▶ _Task prompt_:
Take the lines below from the first through the one that contains "back a cursor" and copy them exactly.

▶ _Exercise materials_:
//! # POS Provider Adapters
//!
//! One adapter per vendor. Each owns its wire format, its pagination style
//! and a pure mapper to [`CanonicalSale`].
//!
//! ## Two traits
//! ```text
//! ┌──────────────────────────┐  blanket impl  ┌──────────────────────────┐
//! │ PosAdapter               │ ─────────────► │ SalesSource (dyn-safe)   │
//! │   type Raw               │                │                          │
//! │   validate(key)          │                │   validate(key)          │
//! │   fetch_raw(cursor)      │                │   fetch_sales(cursor)    │
//! │   map(&[Raw])  (pure)    │                │     = map(fetch_raw(..)) │
//! │   refresh(payload)       │                │   refresh(payload)       │
//! └──────────────────────────┘                └────────────┬─────────────┘
//!                                                          │
//!          ProviderRegistry: "square" → Arc<dyn AdapterFactory> ──┘
//! ```
//!
//! Vendor code is written against the typed [`PosAdapter`], so a raw Square
//! order can never be handed to the Toast mapper. The orchestrator only sees
//! `dyn SalesSource`.
//!
//! ## Pagination
//! The cursor is opaque outside the adapter. Square hands back a cursor
//! string, Toast a page number, Clover an offset; all three travel as a
//! `String`. A page without `next` is the last one.

pub mod clover;
pub mod http;
pub mod registry;
pub mod square;
pub mod toast;

#[cfg(test)]
pub(crate) mod stub;

use async_trait::async_trait;
use chrono::{DateTime, Utc};

use crate::error::{SyncError, SyncResult};
use tally_core::{CanonicalSale, CredentialPayload, DateRange};

pub use registry::{AdapterFactory, ProviderRegistry};

/// Provider ids with a built-in adapter.
pub const BUILTIN_PROVIDERS: [&str; 3] = [square::PROVIDER, toast::PROVIDER, clover::PROVIDER];

// =============================================================================
// Page
// =============================================================================

/// One page of a provider listing.
#[derive(Debug, Clone, PartialEq)]
pub struct Page<T> {
    pub data: Vec<T>,
    /// Cursor for the following page; `None` on the last page.
    pub next: Option<String>,
}

impl<T> Page<T> {
    /// The final page.
    pub fn last(data: Vec<T>) -> Self {
        Page { data, next: None }
    }

    /// Maps the records, keeping the cursor.
    pub fn map<U>(self, f: impl FnOnce(Vec<T>) -> Vec<U>) -> Page<U> {
        Page {
            data: f(self.data),
            next: self.next,
        }
    }
}

// =============================================================================
// Adapter Context
// =============================================================================

/// Everything an adapter instance is bound to.
///
/// An adapter is created per run (or per validation) and never outlives it.
#[derive(Debug, Clone)]
pub struct AdapterContext {
    pub location_id: String,
    pub credential: CredentialPayload,
    /// Window to list sales for. Unused by `validate` and `refresh`.
    pub range: Option<DateRange>,
    pub page_size: u32,
}

impl AdapterContext {
    /// Context for listing sales in `range`.
    pub fn for_range(
        location_id: impl Into<String>,
        credential: CredentialPayload,
        range: DateRange,
        page_size: u32,
    ) -> Self {
        AdapterContext {
            location_id: location_id.into(),
            credential,
            range: Some(range),
            page_size,
        }
    }

    /// Context for credential checks and refreshes.
    pub fn for_credential(location_id: impl Into<String>, credential: CredentialPayload) -> Self {
        AdapterContext {
            location_id: location_id.into(),
            credential,
            range: None,
            page_size: 1,
        }
    }

    /// The provider-side id, falling back to our location id.
    pub fn merchant_ref(&self) -> &str {
        self.credential
            .merchant_ref
            .as_deref()
            .unwrap_or(&self.location_id)
    }

    pub(crate) fn require_range(&self, provider: &str) -> SyncResult<&DateRange> {
        self.range.as_ref().ok_or_else(|| {
            SyncError::Internal(format!("{} adapter used to list sales without a range", provider))
        })
    }
}

// =============================================================================
// Traits
// =============================================================================

/// A typed vendor adapter.
#[async_trait]
pub trait PosAdapter: Send + Sync {
    /// The vendor's own sale record.
    type Raw: Send;

    fn provider(&self) -> &'static str;

    /// Lightweight credential check. `Ok(false)` means the provider refused
    /// the key; errors are reserved for the provider being unreachable.
    async fn validate(&self, api_key: &str) -> SyncResult<bool>;

    /// Fetches one page of raw records.
    async fn fetch_raw(&self, cursor: Option<&str>) -> SyncResult<Page<Self::Raw>>;

    /// Pure mapping to canonical sales.
    fn map(&self, raw: Vec<Self::Raw>) -> Vec<CanonicalSale>;

    /// Trades the refresh token for a new credential.
    async fn refresh(&self, _current: &CredentialPayload) -> SyncResult<CredentialPayload> {
        Err(SyncError::RotationUnsupported {
            provider: self.provider().to_string(),
        })
    }
}

/// The object-safe face of an adapter.
#[async_trait]
pub trait SalesSource: Send + Sync {
    fn provider(&self) -> &'static str;

    async fn validate(&self, api_key: &str) -> SyncResult<bool>;

    /// Fetches one page, already mapped.
    async fn fetch_sales(&self, cursor: Option<&str>) -> SyncResult<Page<CanonicalSale>>;

    async fn refresh(&self, current: &CredentialPayload) -> SyncResult<CredentialPayload>;
}

#[async_trait]
impl<A> SalesSource for A
where
    A: PosAdapter,
{
    fn provider(&self) -> &'static str {
        PosAdapter::provider(self)
    }

    async fn validate(&self, api_key: &str) -> SyncResult<bool> {
        PosAdapter::validate(self, api_key).await
    }

    async fn fetch_sales(&self, cursor: Option<&str>) -> SyncResult<Page<CanonicalSale>> {
        let page = self.fetch_raw(cursor).await?;
        Ok(page.map(|raw| self.map(raw)))
    }

    async fn refresh(&self, current: &CredentialPayload) -> SyncResult<CredentialPayload> {
        PosAdapter::refresh(self, current).await
    }
}

/// Expiry for a refreshed token when the provider does not send one.
pub(crate) fn default_token_expiry() -> DateTime<Utc> {
    Utc::now() + chrono::Duration::days(30)
}
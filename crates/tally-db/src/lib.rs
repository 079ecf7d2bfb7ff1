//! # tally-db: Database Layer for Tally
//!
//! Persistence for consumption snapshots, sync runs, gate status, sealed
//! credentials and breaker state. SQLite through sqlx.
//!
//! ## Architecture Position
//! ```text
//! ┌─────────────────────────────────────────────────────────────────────────┐
//! │                        Tally Data Flow                                  │
//! │                                                                         │
//! │  Orchestrator / Gate / Rotation job (tally-sync)                       │
//! │       │                                                                 │
//! │       ▼                                                                 │
//! │  ┌─────────────────────────────────────────────────────────────────┐   │
//! │  │                     tally-db (THIS CRATE)                       │   │
//! │  │                                                                 │   │
//! │  │   ┌───────────────┐    ┌────────────────┐    ┌──────────────┐  │   │
//! │  │   │   Database    │    │  Repositories  │    │  Migrations  │  │   │
//! │  │   │   (pool.rs)   │    │                │    │  (embedded)  │  │   │
//! │  │   │               │    │ Consumption    │    │              │  │   │
//! │  │   │ SqlitePool    │◄───│ SyncLog        │    │ 001_init.sql │  │   │
//! │  │   │               │    │ Credential     │    │              │  │   │
//! │  │   │               │    │ Breaker        │    │              │  │   │
//! │  │   └───────────────┘    └────────────────┘    └──────────────┘  │   │
//! │  │                                                                 │   │
//! │  └─────────────────────────────────────────────────────────────────┘   │
//! │       │                                                                 │
//! │       ▼                                                                 │
//! │  ┌─────────────────────────────────────────────────────────────────┐   │
//! │  │                     SQLite Database                             │   │
//! │  │   <data dir>/tally/tally.db                                     │   │
//! │  └─────────────────────────────────────────────────────────────────┘   │
//! └─────────────────────────────────────────────────────────────────────────┘
//! ```
//!
//! ## Module Organization
//!
//! - [`pool`] - Connection pool creation and configuration
//! - [`migrations`] - Embedded database migrations
//! - [`error`] - Database error types
//! - [`repository`] - Repository implementations
//!
//! ## Usage
//!
//! ```rust,ignore
//! use tally_db::{Database, DbConfig};
//!
//! let db = Database::new(DbConfig::new("path/to/tally.db")).await?;
//!
//! let receipt = db.consumption().upsert(&input).await?;
//! let status = db.sync_log().get_status("loc-1", "square").await?;
//! ```

// =============================================================================
// Module Declarations
// =============================================================================

pub mod error;
pub mod migrations;
pub mod pool;
pub mod repository;

// =============================================================================
// Re-exports
// =============================================================================

pub use error::{DbError, DbResult};
pub use pool::{Database, DbConfig};

// Repository re-exports for convenience
pub use repository::{
    BreakerRepository, ConsumptionRepository, CredentialRepository, RunClose, SyncLogRepository,
};
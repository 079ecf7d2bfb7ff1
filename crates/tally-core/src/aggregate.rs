//! # Consumption Aggregation
//!
//! Folds every canonical sale of a sync window into ONE snapshot.
//!
//! ## Snapshot, Not Delta
//! ```text
//! ┌─────────────────────────────────────────────────────────────────────────┐
//! │  page 1: [s1, s2, s3]  ─┐                                               │
//! │  page 2: [s4, s5]      ─┼──► from_sales(&[s1..s5]) ──► Snapshot         │
//! │                         │      orders    = 5                            │
//! │                         │      total     = Σ total                      │
//! │                         │      items     = Σ line qty                   │
//! │                         │      discounts = Σ discount                   │
//! │                         │      taxes     = Σ tax                        │
//! │                                                                         │
//! │  Re-running the same window yields the same snapshot, and the upsert    │
//! │  REPLACES the stored row. Nothing here is incremental.                  │
//! └─────────────────────────────────────────────────────────────────────────┘
//! ```

use chrono::{DateTime, Utc};
use serde_json::{json, Value};

use crate::money::Money;
use crate::types::{CanonicalSale, ConsumptionInput, DateRange};

/// The aggregate of one sync window.
#[derive(Debug, Clone, PartialEq)]
pub struct ConsumptionSnapshot {
    pub orders: i64,
    pub total: Money,
    pub items: f64,
    pub discounts: Money,
    pub taxes: Money,
    pub voided: i64,
    pub first_sale_at: Option<DateTime<Utc>>,
    pub last_sale_at: Option<DateTime<Utc>>,
}

impl ConsumptionSnapshot {
    /// Aggregates the given sales.
    ///
    /// Every returned sale counts, voided ones included; `voided` is carried
    /// in the meta so the dashboard can tell them apart.
    ///
    /// ## Example
    /// ```rust
    /// use tally_core::ConsumptionSnapshot;
    ///
    /// let snapshot = ConsumptionSnapshot::from_sales(&[]);
    /// assert_eq!(snapshot.orders, 0);
    /// assert!(snapshot.total.is_zero());
    /// ```
    pub fn from_sales(sales: &[CanonicalSale]) -> Self {
        let mut snapshot = ConsumptionSnapshot {
            orders: 0,
            total: Money::zero(),
            items: 0.0,
            discounts: Money::zero(),
            taxes: Money::zero(),
            voided: 0,
            first_sale_at: None,
            last_sale_at: None,
        };

        for sale in sales {
            snapshot.orders += 1;
            snapshot.total += sale.total;
            snapshot.discounts += sale.discount;
            snapshot.taxes += sale.tax;
            snapshot.items += sale.item_count();
            if sale.is_voided() {
                snapshot.voided += 1;
            }
            snapshot.first_sale_at = Some(match snapshot.first_sale_at {
                Some(first) => first.min(sale.occurred_at),
                None => sale.occurred_at,
            });
            snapshot.last_sale_at = Some(match snapshot.last_sale_at {
                Some(last) => last.max(sale.occurred_at),
                None => sale.occurred_at,
            });
        }

        snapshot
    }

    /// Builds the consumption upsert input for this snapshot.
    ///
    /// The record is dated by `range.from`. The orchestrator only passes
    /// single-day ranges, so that is the day the sales belong to.
    pub fn into_input(
        self,
        client_id: &str,
        location_id: &str,
        provider: &str,
        range: &DateRange,
    ) -> ConsumptionInput {
        let meta = self.meta(provider, range);
        ConsumptionInput {
            client_id: client_id.to_string(),
            location_id: location_id.to_string(),
            provider: provider.to_string(),
            date: range.from,
            total: self.total,
            orders: self.orders,
            items: self.items,
            discounts: self.discounts,
            taxes: self.taxes,
            meta,
        }
    }

    fn meta(&self, provider: &str, range: &DateRange) -> Value {
        json!({
            "provider": provider,
            "from": range.from.to_string(),
            "to": range.to.to_string(),
            "voided": self.voided,
            "first_sale_at": self.first_sale_at.map(|at| at.to_rfc3339()),
            "last_sale_at": self.last_sale_at.map(|at| at.to_rfc3339()),
        })
    }
}

// =============================================================================
// Unit Tests
// =============================================================================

▶ _Response area_:
//! # POS Provider Adapters
//!
//! One adapter per vendor. Each owns its wire format, its pagination style
//! and a pure mapper to [`CanonicalSale`].
//!
//! ## Two traits
//! ```text
//! ┌──────────────────────────┐  blanket impl  ┌──────────────────────────┐
//! │ PosAdapter               │ ─────────────► │ SalesSource (dyn-safe)   │
//! │   type Raw               │                │                          │
//! │   validate(key)          │                │   validate(key)          │
//! │   fetch_raw(cursor)      │                │   fetch_sales(cursor)    │
//! │   map(&[Raw])  (pure)    │                │     = map(fetch_raw(..)) │
//! │   refresh(payload)       │                │   refresh(payload)       │
//! └──────────────────────────┘                └────────────┬─────────────┘
//!                                                          │
//!          ProviderRegistry: "square" → Arc<dyn AdapterFactory> ──┘
//! ```
//!
//! Vendor code is written against the typed [`PosAdapter`], so a raw Square
//! order can never be handed to the Toast mapper. The orchestrator only sees
//! `dyn SalesSource`.
//!
//! ## Pagination
//! The cursor is opaque outside the adapter. Square hands back a cursor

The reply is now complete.